> [The task]
Each of the records that follow needs an exact reproduction.

> [Provided records]
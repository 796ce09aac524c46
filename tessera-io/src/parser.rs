//! Locating, decoding and validating `scene.json`

use crate::archive::SceneArchive;
use crate::document::{SceneDocument, REQUIRED_FIELDS};
use crate::error::ImportError;
use crate::import::ImportOptions;
use crate::version::Version;
use log::{debug, error};
use serde::Deserialize;
use serde_json::Value;

/// Read and validate the scene document from an archive
///
/// Checks run in a fixed order: entry present, JSON syntax, required
/// top-level fields, version compatibility, and finally the typed shape of
/// the whole document.
pub fn parse_scene_document<A>(
    archive: &mut A,
    options: &ImportOptions,
) -> Result<SceneDocument, ImportError>
where
    A: SceneArchive + ?Sized,
{
    let entry = options.entry_name.as_str();
    if !archive.has_entry(entry) {
        return Err(ImportError::MissingEntry {
            entry: entry.to_string(),
        });
    }

    let text = archive.read_text(entry)?;
    debug!("read {} bytes from '{}'", text.len(), entry);

    let value: Value = serde_json::from_str(&text).map_err(|source| ImportError::MalformedJson {
        entry: entry.to_string(),
        source,
    })?;

    check_required_fields(&value)?;

    let found = document_version(&value)?;
    if !found.is_compatible_with(&options.current_version) {
        return Err(ImportError::VersionMismatch {
            found,
            current: options.current_version,
        });
    }
    debug!("scene format version {} accepted", found);

    serde_json::from_value(value).map_err(|e| {
        error!("scene document has an unexpected shape: {}", e);
        ImportError::failed(e)
    })
}

/// Fail with every required top-level field that is absent
fn check_required_fields(value: &Value) -> Result<(), ImportError> {
    let object = value.as_object().ok_or_else(|| ImportError::MissingField {
        fields: REQUIRED_FIELDS.iter().map(|f| f.to_string()).collect(),
    })?;

    let missing: Vec<String> = REQUIRED_FIELDS
        .iter()
        .filter(|field| !object.contains_key(**field))
        .map(|field| field.to_string())
        .collect();

    if missing.is_empty() {
        Ok(())
    } else {
        Err(ImportError::MissingField { fields: missing })
    }
}

fn document_version(value: &Value) -> Result<Version, ImportError> {
    let raw = value
        .get("metadata")
        .and_then(|metadata| metadata.get("version"))
        .filter(|version| !version.is_null())
        .ok_or_else(|| ImportError::MissingField {
            fields: vec!["metadata.version".to_string()],
        })?;

    Version::deserialize(raw).map_err(|e| {
        error!("scene version is not a major/minor/patch record: {}", e);
        ImportError::failed(e)
    })
}

#[cfg(test)]
mod tests {
    use super::*;
    use crate::archive::MemoryArchive;
    use crate::tests::fixtures;

    fn parse(json: &str) -> Result<SceneDocument, ImportError> {
        let mut archive = MemoryArchive::new().with_entry("scene.json", json);
        parse_scene_document(&mut archive, &ImportOptions::default())
    }

    #[test]
    fn test_parses_minimal_document() {
        let doc = parse(&fixtures::minimal_scene_json()).unwrap();
        assert_eq!(doc.meshes.len(), 1);
        assert_eq!(doc.root_objects, vec!["obj1".to_string()]);
        assert!(doc.lights.is_none());
        assert!(doc.animations.is_none());
    }

    #[test]
    fn test_missing_entry() {
        let mut archive = MemoryArchive::new().with_entry("other.json", "{}");
        let err = parse_scene_document(&mut archive, &ImportOptions::default()).unwrap_err();
        assert!(matches!(err, ImportError::MissingEntry { ref entry } if entry == "scene.json"));
    }

    #[test]
    fn test_malformed_json_names_entry() {
        let err = parse(r#"{"metadata": {"#).unwrap_err();
        assert!(matches!(err, ImportError::MalformedJson { .. }));
        assert!(err.to_string().contains("scene.json"));
    }

    #[test]
    fn test_missing_fields_reported_together() {
        let err = parse(r#"{"metadata": {}, "meshes": []}"#).unwrap_err();
        match err {
            ImportError::MissingField { fields } => {
                assert_eq!(fields, vec!["materials", "objects", "rootObjects", "viewport"]);
            }
            other => panic!("expected MissingField, got {:?}", other),
        }
    }

    #[test]
    fn test_non_object_document() {
        assert!(matches!(parse("[1, 2, 3]"), Err(ImportError::MissingField { .. })));
    }

    #[test]
    fn test_missing_version() {
        let mut value: Value = serde_json::from_str(&fixtures::minimal_scene_json()).unwrap();
        value["metadata"].as_object_mut().unwrap().remove("version");
        let err = parse(&value.to_string()).unwrap_err();
        assert!(matches!(err, ImportError::MissingField { ref fields } if fields == &["metadata.version"]));
    }

    #[test]
    fn test_newer_minor_is_accepted() {
        let json = fixtures::scene_json_with_version(1, 4, 2);
        assert!(parse(&json).is_ok());
    }

    #[test]
    fn test_version_mismatch() {
        let err = parse(&fixtures::scene_json_with_version(2, 0, 0)).unwrap_err();
        assert!(matches!(err, ImportError::VersionMismatch { .. }));
        let message = err.to_string();
        assert!(message.contains("2.0.0"));
        assert!(message.contains("1.0.0"));
    }

    #[test]
    fn test_bad_entity_shape_is_import_failed() {
        let mut value: Value = serde_json::from_str(&fixtures::minimal_scene_json()).unwrap();
        value["meshes"][0]["vertices"] = Value::String("nope".to_string());
        let err = parse(&value.to_string()).unwrap_err();
        assert!(matches!(err, ImportError::ImportFailed { .. }));
        assert_eq!(err.to_string(), "Failed to import scene");
    }

    #[test]
    fn test_custom_entry_name() {
        let mut archive = MemoryArchive::new().with_entry("project.json", fixtures::minimal_scene_json());
        let options = ImportOptions::default().with_entry_name("project.json");
        assert!(parse_scene_document(&mut archive, &options).is_ok());
    }
}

> [Output of the exercise]
repository 796ce09aac524c46
filename tessera-io/src/parser.rs
//! Locating, decoding and validating `scene.json`

use crate::archive::SceneArchive;
use crate::document::{SceneDocument, REQUIRED_FIELDS};
use crate::error::ImportError;
use crate::import::ImportOptions;
use crate::version::Version;
use log::{debug, error};
use serde::Deserialize;
use serde_json::Value;

/// Read and validate the scene document from an archive
///
/// Checks run in a fixed order: entry present, JSON syntax, required
/// top-level fields, version compatibility, and finally the typed shape of
/// the whole document.
pub fn parse_scene_document<A>(
    archive: &mut A,
    options: &ImportOptions,
) -> Result<SceneDocument, ImportError>
where
    A: SceneArchive + ?Sized,
{
    let entry = options.entry_name.as_str();
    if !archive.has_entry(entry) {
        return Err(ImportError::MissingEntry {
            entry: entry.to_string(),
        });
    }

    let text = archive.read_text(entry)?;
    debug!("read {} bytes from '{}'", text.len(), entry);

    let value: Value = serde_json::from_str(&text).map_err(|source| ImportError::MalformedJson {
        entry: entry.to_string(),
        source,
    })?;

    check_required_fields(&value)?;

    let found = document_version(&value)?;
    if !found.is_compatible_with(&options.current_version) {
        return Err(ImportError::VersionMismatch {
            found,
            current: options.current_version,
        });
    }
    debug!("scene format version {} accepted", found);

    serde_json::from_value(value).map_err(|e| {
        error!("scene document has an unexpected shape: {}", e);
        ImportError::failed(e)
    })
}

/// Fail with every required top-level field that is absent
fn check_required_fields(value: &Value) -> Result<(), ImportError> {
    let object = value.as_object().ok_or_else(|| ImportError::MissingField {
        fields: REQUIRED_FIELDS.iter().map(|f| f.to_string()).collect(),
    })?;

    let missing: Vec<String> = REQUIRED_FIELDS
        .iter()
        .filter(|field| !object.contains_key(**field))
        .map(|field| field.to_string())
        .collect();

    if missing.is_empty() {
        Ok(())
    } else {
        Err(ImportError::MissingField { fields: missing })
    }
}

fn document_version(value: &Value) -> Result<Version, ImportError> {
    let raw = value
        .get("metadata")
        .and_then(|metadata| metadata.get("version"))
        .filter(|version| !version.is_null())
        .ok_or_else(|| ImportError::MissingField {
            fields: vec!["metadata.version".to_string()],
        })?;

    Version::deserialize(raw).map_err(|e| {
        error!("scene version is not a major/minor/patch record: {}", e);
        ImportError::failed(e)
    })
}

#[cfg(test)]
mod tests {
    use super::*;
    use crate::archive::MemoryArchive;
    use crate::tests::fixtures;

    fn parse(json: &str) -> Result<SceneDocument, ImportError> {
        let mut archive = MemoryArchive::new().with_entry("scene.json", json);
        parse_scene_document(&mut archive, &ImportOptions::default())
    }

    #[test]
    fn test_parses_minimal_document() {
        let doc = parse(&fixtures::minimal_scene_json()).unwrap();
        assert_eq!(doc.meshes.len(), 1);
        assert_eq!(doc.root_objects, vec!["obj1".to_string()]);
        assert!(doc.lights.is_none());
        assert!(doc.animations.is_none());
    }

    #[test]
    fn test_missing_entry() {
        let mut archive = MemoryArchive::new().with_entry("other.json", "{}");
        let err = parse_scene_document(&mut archive, &ImportOptions::default()).unwrap_err();
        assert!(matches!(err, ImportError::MissingEntry { ref entry } if entry == "scene.json"));
    }

    #[test]
    fn test_malformed_json_names_entry() {
        let err = parse(r#"{"metadata": {"#).unwrap_err();
        assert!(matches!(err, ImportError::MalformedJson { .. }));
        assert!(err.to_string().contains("scene.json"));
    }

    #[test]
    fn test_missing_fields_reported_together() {
        let err = parse(r#"{"metadata": {}, "meshes": []}"#).unwrap_err();
        match err {
            ImportError::MissingField { fields } => {
                assert_eq!(fields, vec!["materials", "objects", "rootObjects", "viewport"]);
            }
            other => panic!("expected MissingField, got {:?}", other),
        }
    }

    #[test]
    fn test_non_object_document() {
        assert!(matches!(parse("[1, 2, 3]"), Err(ImportError::MissingField { .. })));
    }

    #[test]
    fn test_missing_version() {
        let mut value: Value = serde_json::from_str(&fixtures::minimal_scene_json()).unwrap();
        value["metadata"].as_object_mut().unwrap().remove("version");
        let err = parse(&value.to_string()).unwrap_err();
        assert!(matches!(err, ImportError::MissingField { ref fields } if fields == &["metadata.version"]));
    }

    #[test]
    fn test_newer_minor_is_accepted() {
        let json = fixtures::scene_json_with_version(1, 4, 2);
        assert!(parse(&json).is_ok());
    }

    #[test]
    fn test_version_mismatch() {
        let err = parse(&fixtures::scene_json_with_version(2, 0, 0)).unwrap_err();
        assert!(matches!(err, ImportError::VersionMismatch { .. }));
        let message = err.to_string();
        assert!(message.contains("2.0.0"));
        assert!(message.contains("1.0.0"));
    }

    #[test]
    fn test_bad_entity_shape_is_import_failed() {
        let mut value: Value = serde_json::from_str(&fixtures::minimal_scene_json()).unwrap();
        value["meshes"][0]["vertices"] = Value::String("nope".to_string());
        let err = parse(&value.to_string()).unwrap_err();
        assert!(matches!(err, ImportError::ImportFailed { .. }));
        assert_eq!(err.to_string(), "Failed to import scene");
    }

    #[test]
    fn test_custom_entry_name() {
        let mut archive = MemoryArchive::new().with_entry("project.json", fixtures::minimal_scene_json());
        let options = ImportOptions::default().with_entry_name("project.json");
        assert!(parse_scene_document(&mut archive, &options).is_ok());
    }
}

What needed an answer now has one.